Falta de raccord

Cinema
Cinema

«En su vida y en la mía, doctora, observo falta de raccord, o sea, se lo explico, «ausencia de la relación que debe existir entre los diferentes planos de una filmación, a fin de que no rompan en el receptor, o espectador, la ilusión de secuencia». Esto es: un actor no puede aparecer con un cigarro a medio consumir en un plano, y en el plano siguiente mostrar el mismo cigarro entero, porque algo falla. Convenido como es que la vida es una ficción, un teatrillo que a veces se nos viene abajo como un castillo de naipes desbaratado por un golpe de viento, los planos que componen la existencia no siempre guardan relación entre sí, con lo cual mi cabecita se aturulla y es cuando más vengo a su consulta. A veces veo cosas que no se explican, o que se pretenden explicar con un largo plano secuencia que no tiene ni pies ni cabeza.

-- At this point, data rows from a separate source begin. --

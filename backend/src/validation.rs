//! `validator` hooks backed by the shared inventory validators

use std::borrow::Cow;

use rust_decimal::Decimal;
use validator::ValidationError;

fn to_error(code: &'static str, result: Result<(), &'static str>) -> Result<(), ValidationError> {
    result.map_err(|msg| {
        let mut err = ValidationError::new(code);
        err.message = Some(Cow::Borrowed(msg));
        err
    })
}

pub fn positive_quantity(value: &Decimal) -> Result<(), ValidationError> {
    to_error("positive", shared::validate_positive_quantity(*value))
}

pub fn non_negative(value: &Decimal) -> Result<(), ValidationError> {
    to_error("non_negative", shared::validate_non_negative(*value))
}

pub fn required_text(value: &str) -> Result<(), ValidationError> {
    to_error("required", shared::validate_required_text(value))
}

pub fn sku(value: &str) -> Result<(), ValidationError> {
    to_error("sku", shared::validate_sku(value))
}
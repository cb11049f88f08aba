//! Domain models for the Retail Inventory service
//!
//! Re-exports the accounting rules and value types from the shared crate;
//! the row types live next to the services that own their tables.

pub use shared::*;
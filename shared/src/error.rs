//! Domain errors raised by the inventory accounting rules

use rust_decimal::Decimal;
use thiserror::Error;

/// Failure of a pure inventory rule (no I/O involved)
#[derive(Debug, Clone, PartialEq, Error)]
pub enum InventoryError {
    #[error("{field}: {message}")]
    Invalid {
        field: &'static str,
        message: String,
    },

    #[error("Insufficient stock for {item}: available {available}, requested {requested}")]
    InsufficientStock {
        item: String,
        available: Decimal,
        requested: Decimal,
    },

    #[error("{0} not found")]
    NotFound(String),

    #[error("Quantity {0} is out of range")]
    QuantityOutOfRange(Decimal),

    #[error("Unknown {kind} '{value}'")]
    UnknownVariant { kind: &'static str, value: String },
}

impl InventoryError {
    pub fn invalid(field: &'static str, message: impl Into<String>) -> Self {
        InventoryError::Invalid {
            field,
            message: message.into(),
        }
    }
}

pub type InventoryResult<T> = Result<T, InventoryError>;
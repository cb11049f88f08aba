//! Business logic services for the Retail Inventory service

pub mod inventory;
pub mod items;
pub mod losses;
pub mod sales;
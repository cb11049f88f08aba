//! Item quantity ledger rules
//!
//! `Item.total_quantity` is moved by adjustments, stock increments, losses and
//! sales. Each path decides whether the result may drop below zero, so the
//! floor is an explicit argument rather than a hidden clamp.

use rust_decimal::Decimal;

use crate::error::{InventoryError, InventoryResult};
use crate::models::{AdjustmentType, ItemType, PackageGeometry};
use crate::units::{convert_quantity, Unit};

/// Whether a quantity update clamps at zero
#[derive(Debug, Clone, Copy, PartialEq, Eq)]
pub enum FloorPolicy {
    /// The result may go negative (manual and package adjustments)
    Unbounded,
    /// The result is clamped at zero (reversals, losses)
    AtZero,
}

/// Apply a signed `delta` to `current` under `policy`
pub fn apply_delta(current: Decimal, delta: Decimal, policy: FloorPolicy) -> Decimal {
    let next = current + delta;
    match policy {
        FloorPolicy::Unbounded => next,
        FloorPolicy::AtZero => next.max(Decimal::ZERO),
    }
}

/// New item total after applying an adjustment; never floored
pub fn apply_adjustment(
    current: Decimal,
    adjustment_type: AdjustmentType,
    quantity: Decimal,
) -> Decimal {
    apply_delta(
        current,
        adjustment_type.signed_quantity(quantity),
        FloorPolicy::Unbounded,
    )
}

/// New item total after deleting an adjustment, floored at zero.
///
/// Returns `None` when the adjustment kind is not reversible and the total
/// must stay untouched.
pub fn reverse_adjustment(
    current: Decimal,
    adjustment_type: AdjustmentType,
    quantity: Decimal,
) -> Option<Decimal> {
    let delta = adjustment_type.reversal_delta(quantity);
    if delta.is_zero() {
        return None;
    }
    Some(apply_delta(current, delta, FloorPolicy::AtZero))
}

/// Increment requested through the item update endpoint
#[derive(Debug, Clone, Copy, Default, PartialEq)]
pub struct StockIncrement {
    pub packages: Option<Decimal>,
    pub total_weight: Option<Decimal>,
    pub total_units: Option<Decimal>,
}

/// Base-unit quantity a stock increment adds, or `None` when nothing is added.
///
/// An explicit weight (weighable) or unit count (unit-based) wins when it is
/// non-zero; otherwise the package count is converted with the item geometry.
pub fn increment_quantity(
    geometry: &PackageGeometry,
    increment: &StockIncrement,
) -> InventoryResult<Option<Decimal>> {
    for (field, value) in [
        ("increment_initial_packages", increment.packages),
        ("increment_total_weight", increment.total_weight),
        ("increment_total_units", increment.total_units),
    ] {
        if value.is_some_and(|v| v < Decimal::ZERO) {
            return Err(InventoryError::invalid(field, "Increment cannot be negative"));
        }
    }

    let explicit = match geometry.item_type() {
        ItemType::Weighable => increment.total_weight,
        ItemType::UnitBased => increment.total_units,
        ItemType::SingleUnit => None,
    }
    .filter(|v| !v.is_zero());

    let quantity = match explicit {
        Some(q) => q,
        None => geometry.packages_to_base(increment.packages.unwrap_or(Decimal::ZERO))?,
    };

    Ok((!quantity.is_zero()).then_some(quantity))
}

/// Quantity recorded on a correction adjustment for a direct stock edit
pub fn correction_quantity(
    geometry: &PackageGeometry,
    full_packages: i64,
    total_quantity: Option<Decimal>,
) -> InventoryResult<Decimal> {
    match total_quantity {
        Some(total) => Ok(total),
        None => geometry.packages_to_base(Decimal::from(full_packages)),
    }
}

/// Outcome of checking a loss against current stock
#[derive(Debug, Clone, Copy, PartialEq)]
pub struct LossDeduction {
    /// Loss quantity converted to the item's base unit
    pub base_quantity: Decimal,
    /// Item total after the deduction, floored at zero
    pub remaining: Decimal,
    /// `false` when the unit pair fell back to 1:1
    pub exact_conversion: bool,
}

/// Convert a loss into base units and deduct it from `current_total`.
///
/// Fails when the converted amount exceeds what is on hand.
pub fn plan_loss_deduction(
    item_name: &str,
    current_total: Decimal,
    quantity_lost: Decimal,
    unit_of_measure: Unit,
    base_unit: Unit,
    geometry: &PackageGeometry,
) -> InventoryResult<LossDeduction> {
    let conversion = convert_quantity(quantity_lost, unit_of_measure, base_unit, geometry)?;

    if conversion.quantity > current_total {
        return Err(InventoryError::InsufficientStock {
            item: item_name.to_string(),
            available: current_total,
            requested: conversion.quantity,
        });
    }

    Ok(LossDeduction {
        base_quantity: conversion.quantity,
        remaining: apply_delta(current_total, -conversion.quantity, FloorPolicy::AtZero),
        exact_conversion: conversion.exact,
    })
}

/// Item total after a deleted loss is restored; not capped
pub fn restore_loss(current_total: Decimal, base_quantity: Decimal) -> Decimal {
    apply_delta(current_total, base_quantity, FloorPolicy::Unbounded)
}
//! Validation utilities for inventory inputs

use rust_decimal::Decimal;

// ============================================================================
// Quantity Validations
// ============================================================================

/// Largest quantity or price a `NUMERIC(14, 4)` column holds
pub const MAX_QUANTITY: Decimal = Decimal::from_parts(276_447_231, 23_283, 0, false, 4);

/// Largest package count accepted on a direct stock edit
pub const MAX_FULL_PACKAGES: i64 = 9_999_999_999;

/// Quantity must be strictly positive (loss quantities, sale lines)
pub fn validate_positive_quantity(quantity: Decimal) -> Result<(), &'static str> {
    if quantity <= Decimal::ZERO {
        return Err("Quantity must be greater than zero");
    }
    if quantity > MAX_QUANTITY {
        return Err("Quantity is too large");
    }
    Ok(())
}

/// Amount must be zero or more (prices, costs, adjustment magnitudes, thresholds)
pub fn validate_non_negative(amount: Decimal) -> Result<(), &'static str> {
    if amount < Decimal::ZERO {
        return Err("Value cannot be negative");
    }
    if amount > MAX_QUANTITY {
        return Err("Value is too large");
    }
    Ok(())
}

/// Package count for a direct stock edit
pub fn validate_full_packages(full_packages: i64) -> Result<(), &'static str> {
    if full_packages < 0 {
        return Err("Full packages must be a non-negative number");
    }
    if full_packages > MAX_FULL_PACKAGES {
        return Err("Full packages is too large");
    }
    Ok(())
}

// ============================================================================
// Text Validations
// ============================================================================

/// Free text that must carry something besides whitespace (adjustment reasons)
pub fn validate_required_text(text: &str) -> Result<(), &'static str> {
    if text.trim().is_empty() {
        return Err("Value is required");
    }
    Ok(())
}

/// SKU format: 1-64 characters of letters, digits, '-' or '_'
pub fn validate_sku(sku: &str) -> Result<(), &'static str> {
    if sku.is_empty() || sku.len() > 64 {
        return Err("SKU must be between 1 and 64 characters");
    }
    if !sku
        .chars()
        .all(|c| c.is_ascii_alphanumeric() || c == '-' || c == '_')
    {
        return Err("SKU may only contain letters, digits, '-' and '_'");
    }
    Ok(())
}

#[cfg(test)]
mod tests {
    use super::*;

    #[test]
    fn test_positive_quantity() {
        assert!(validate_positive_quantity(Decimal::ONE).is_ok());
        assert!(validate_positive_quantity(Decimal::ZERO).is_err());
        assert!(validate_positive_quantity(Decimal::NEGATIVE_ONE).is_err());
        assert!(validate_positive_quantity(MAX_QUANTITY).is_ok());
        assert!(validate_positive_quantity(Decimal::MAX).is_err());
    }

    #[test]
    fn test_max_quantity_matches_column_precision() {
        assert_eq!(MAX_QUANTITY, "9999999999.9999".parse::<Decimal>().unwrap());
    }

    #[test]
    fn test_non_negative() {
        assert!(validate_non_negative(Decimal::ZERO).is_ok());
        assert!(validate_non_negative(Decimal::new(-1, 2)).is_err());
        assert!(validate_non_negative(MAX_QUANTITY + Decimal::new(1, 4)).is_err());
    }

    #[test]
    fn test_full_packages() {
        assert!(validate_full_packages(0).is_ok());
        assert!(validate_full_packages(-3).is_err());
        assert!(validate_full_packages(MAX_FULL_PACKAGES).is_ok());
        assert!(validate_full_packages(i64::MAX).is_err());
    }

    #[test]
    fn test_required_text() {
        assert!(validate_required_text("Damaged in transit").is_ok());
        assert!(validate_required_text("   ").is_err());
    }

    #[test]
    fn test_sku() {
        assert!(validate_sku("RICE-50KG").is_ok());
        assert!(validate_sku("rice_bag_01").is_ok());
        assert!(validate_sku("").is_err());
        assert!(validate_sku("RICE 50KG").is_err());
        assert!(validate_sku(&"A".repeat(65)).is_err());
    }
}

Se supone que tendría que haber una continuidad en cada plano de la vida, de forma que cada uno tenga relación con el anterior y sirva de base con el que le sucede, pero esto es la teoría cinematográfica, porque en la vida todo resulta al revés. Y mire que yo nunca he sido muy cinéfilo, pero esto del raccord me parece que explica muchos de los desequilibrios de nuestras mentes urbanitas. Doctora, deje de mirar por la ventana; métase en mi plano, hágame caso, ¿usted que opina?»

Dormidin@s

Vieja radio
Vieja radio

«Doctora, doctora, esta mañana he escuchado en la radio un anuncio muy raro. En principio pensé que había escuchado mal, y también atribuí mi percepción primera a la emoción que me embarga por la celebración hoy de la boda ducal. Pero no. Lo había escuchado bien. Resulta que en la radio anuncian un producto para dormir bien, que se llama Dormidina o algo así, y en el anuncio meten la voz de alguien que lo toma para poder descansar porque lo pasa muy mal con la presión que tiene que afrontar cuando aborda «recortes de personal» (sic). Me ha dado un escalofrío escuchar esto el mismo día que se han conocido los últimos datos de paro. Y me ha dado un escalofrío aun mayor cuando pienso en todas las víctimas de los recortes, los ajustes o como quiera usted llamarlos, doctora. Vivimos en una situación en la que algunos no tienen ni un céntimo para comprar dormidina y poder descansar, porque viven en una pesadilla permanente. Y otr@s, tan panchos, roncando, tomando dormidina o sin tomarla, que ni siquiera el ruido permanente de la motosierra y las tijeras de podar les quita el sueño.»

La filtración

Melocotón de Calanda
¡Ñam, ñam!

«Coincide el arranque del curso, doctora, con la novedad esta de la reforma constitucional. Quién dijo que el regreso del verano es tedioso. Septiembre es un tiempo de cambios, este año con el añadido de las elecciones generales a la vuelta de la esquina. Habrá más cambios en el espacio público. Llega el tiempo de las uvas, los últimos días los higos, los primeros y últimos melocotones de Calanda, tan efímeros. El adiós a la piscina de verano (toca la cubierta), el hasta pronto a las sopas frías y la lenta vuelta de los platos de cuchara a los fogones. Pronto perderán color los puestos del mercado con las frutas y verduras de otoño. Un poco más allá aterrizarán los sabrosos tomates de invierno, tan deliciosos. Los quioscos que se llenan de fascículos de cosas que nunca aprenderé. Recordar dónde dejé los paraguas, con esa dichosa naturaleza suya tan proclive a perderse, a desaparecer: tienen algo humano. Y más cambios en el espacio privado. Las mangas que se irán alargando. La ropa de verano que buscará cobijo en el armario, en el hueco que dejará de ocupar la de otoñoinvierno. Las capas de ropa que irán cubriendo la piel. El adiós a la luz de verano. El deseo de que la luz no se vaya del todo, que no se llene todo de nubarrones. La manta del sofá. La música sonando mientras afuera llueve en un día de invierno que también llegará y en el que solo apetecerá estar quietito bajo la manta, quizá leyéndole un cuento a la niña. Justo a finales de agosto me dijo mi dentista que un empaste se me está averiando; que tengo una filtración en él. ¿Sabe usted, doctora, si los dentistas entienden también de goteras en la cabeza, o lo mío es solo melancolía?»